I did not know or care by what law of his own mad sport he spared me. The foresters fell back and sheathed their falchions. I should have crossed the fence again then and gone to meet the steel-clawed brutes, but the searchlight beam slid back into its tower, the white rays of the fence made one long leap back across all the open, and I saw von Hackelnberg with his burden through that strange screen, colourless, shadowless, robbed of all substance, remote from me as I from the white, tranquil moon. I saw his blank and ghostly form stride on towards the phantom pack, heave the pale body high again and hurl it among them.

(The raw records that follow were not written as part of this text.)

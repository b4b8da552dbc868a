//! Tool definitions
//!
//! One tool per directory operation, plus `tags_react` which feeds reaction events
//! into the daemon so a pending confirmation can be answered.

use serde::{Deserialize, Serialize};
use serde_json::{json, Value};

#[derive(Debug, Clone, Serialize, Deserialize)]
#[serde(rename_all = "camelCase")]
pub struct ToolDefinition {
    pub name: String,
    pub description: String,
    /// JSON Schema for the arguments
    pub input_schema: Value,
}

impl ToolDefinition {
    pub fn new(name: impl Into<String>, description: impl Into<String>, input_schema: Value) -> Self {
        ToolDefinition {
            name: name.into(),
            description: description.into(),
            input_schema,
        }
    }
}

#[derive(Debug, Clone, Serialize, Deserialize)]
#[serde(tag = "type")]
#[serde(rename_all = "lowercase")]
pub enum ToolContent {
    Text { text: String },
}

#[derive(Debug, Clone, Serialize, Deserialize)]
#[serde(rename_all = "camelCase")]
pub struct ToolResult {
    pub content: Vec<ToolContent>,
    #[serde(skip_serializing_if = "Option::is_none")]
    pub is_error: Option<bool>,
}

impl ToolResult {
    pub fn text(text: impl Into<String>) -> Self {
        ToolResult {
            content: vec![ToolContent::Text { text: text.into() }],
            is_error: None,
        }
    }

    pub fn json<T: Serialize>(value: &T) -> Self {
        let text = serde_json::to_string(value)
            .unwrap_or_else(|e| json!({ "error": e.to_string() }).to_string());
        ToolResult::text(text)
    }

    /// Error with a machine-readable category, e.g. `busy` or `not_found`
    pub fn failure(kind: &str, message: impl Into<String>) -> Self {
        ToolResult {
            content: vec![ToolContent::Text {
                text: json!({ "error": message.into(), "kind": kind }).to_string(),
            }],
            is_error: Some(true),
        }
    }

    pub fn is_error(&self) -> bool {
        self.is_error.unwrap_or(false)
    }

    /// First text block, if any
    pub fn first_text(&self) -> Option<&str> {
        self.content.first().map(|c| match c {
            ToolContent::Text { text } => text.as_str(),
        })
    }
}

fn owner_platform_schema() -> Value {
    json!({
        "type": "object",
        "properties": {
            "ownerId": { "type": "string", "description": "User id of the tag owner" },
            "platform": { "type": "string", "description": "Platform name (case-sensitive)" }
        },
        "required": ["ownerId", "platform"]
    })
}

pub fn all_tools() -> Vec<ToolDefinition> {
    vec![
        // ===== Writers =====
        ToolDefinition::new(
            "tags_add",
            "Add or replace your tag on a platform. A new platform needs a ✅ reaction on the prompt within the confirmation window.",
            json!({
                "type": "object",
                "properties": {
                    "ownerId": { "type": "string" },
                    "displayName": { "type": "string", "description": "Current display name, cached with the tag" },
                    "platform": { "type": "string", "description": "At most 20 characters" },
                    "tag": { "type": "string", "description": "At most 64 characters" },
                    "channelId": { "type": "string", "description": "Where to post the confirmation prompt" }
                },
                "required": ["ownerId", "platform", "tag"]
            }),
        ),
        ToolDefinition::new(
            "tags_remove",
            "Remove your tag from a platform. The platform goes away with its last tag.",
            owner_platform_schema(),
        ),
        ToolDefinition::new(
            "tags_pingme",
            "Set whether you want pings for a platform",
            json!({
                "type": "object",
                "properties": {
                    "ownerId": { "type": "string" },
                    "platform": { "type": "string" },
                    "pingMe": { "type": "boolean" }
                },
                "required": ["ownerId", "platform", "pingMe"]
            }),
        ),
        ToolDefinition::new(
            "tags_shutup",
            "Stop pings on every platform you have a tag on",
            json!({
                "type": "object",
                "properties": { "ownerId": { "type": "string" } },
                "required": ["ownerId"]
            }),
        ),
        ToolDefinition::new(
            "tags_modremove",
            "Moderator tool: remove a platform and all of its tags",
            json!({
                "type": "object",
                "properties": { "platform": { "type": "string" } },
                "required": ["platform"]
            }),
        ),
        ToolDefinition::new(
            "tags_clean",
            "Moderator tool: drop tags of users that no longer exist and refresh names",
            json!({ "type": "object", "properties": {} }),
        ),
        // ===== Readers =====
        ToolDefinition::new("tags_get", "Get your tag for a platform", owner_platform_schema()),
        ToolDefinition::new(
            "tags_list",
            "List all tags on a platform, sorted by display name",
            json!({
                "type": "object",
                "properties": { "platform": { "type": "string" } },
                "required": ["platform"]
            }),
        ),
        ToolDefinition::new(
            "tags_user",
            "List all tags of a user, by id or by case-insensitive username",
            json!({
                "type": "object",
                "properties": {
                    "ownerId": { "type": "string" },
                    "username": { "type": "string" }
                }
            }),
        ),
        ToolDefinition::new(
            "tags_platforms",
            "List all platforms with their tag counts",
            json!({ "type": "object", "properties": {} }),
        ),
        ToolDefinition::new(
            "tags_ping",
            "Users on a platform that want pings, with an optional message",
            json!({
                "type": "object",
                "properties": {
                    "platform": { "type": "string" },
                    "message": { "type": "string" }
                },
                "required": ["platform"]
            }),
        ),
        // ===== Events =====
        ToolDefinition::new(
            "tags_react",
            "Deliver a reaction event, e.g. ✅ or ❌ on a confirmation prompt",
            json!({
                "type": "object",
                "properties": {
                    "messageId": { "type": "string" },
                    "userId": { "type": "string" },
                    "emoji": { "type": "string" }
                },
                "required": ["messageId", "userId", "emoji"]
            }),
        ),
    ]
}

pub fn get_tool(name: &str) -> Option<ToolDefinition> {
    all_tools().into_iter().find(|t| t.name == name)
}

I do not know how long I lay on the heath, staring into that thin, luminous wall. I must have gazed into it until long, long after any shape had ceased to stir beyond it, unable to think or move. I heard nothing, I saw nothing more. There is no record in my brain of what ensued later that night--or many nights after; only my body still has a kind of physical memory that I rose and tore von Hackelnberg's livery off it, and that I walked in a trance of weariness through the woods, walked on and on until moonlight and shadow swung together before my eyes, until I was stone-blind and the earth fled from beneath me.

* * *

8

The cat, which had been sleeping quietly on the hearthrug for the last hour of Alan Querdilion's story, woke as he ceased speaking, yawned and jumped on to the arm of his chair. He rose, kicked the end of the last log into the nearly dead fire and shivered with cold.

"The German police had not much doubt that I was barmy," he said, "when they found me like that, wandering stark naked by the railway line. It was at a little place called Kramersdorf, not far, it seems, from Daemmerstadt--the station I had been making for. They kept me in hospital for a month and then, either because they thought I was cured or because they didn't much care anyway, they put me back in the cage: a different camp, though. That was in September, nineteen-forty-three. I stayed there till the Russians came in May, forty-five."

"But have you no idea where you'd been?..." I began. "I mean, did the German police not trace what you'd been doing between escaping from your first camp and being picked up on the railway line?"

"If they did they never told me," he said.

He was silent a long time, and then sighed.

"Ah, well, that's all that happened to me while I was round the bend. As I told you, if it doesn't happen again for another year I shall ask Elizabeth to marry me, and I hope I shall forget I was ever mad. You've kept awake through the tale, now you must go to bed and forget you ever heard it. No one else ever will."

"No," I said. "Elizabeth must hear it. You must tell it to her."

He went out without replying, and I heard him unfastening the front-door bolts.

"I don't know," he muttered, as if to himself. "I don't know." He swore suddenly under his breath. "Where's Smut gone to again? Cats are a damn nuisance, whether you let them out or try to keep them in."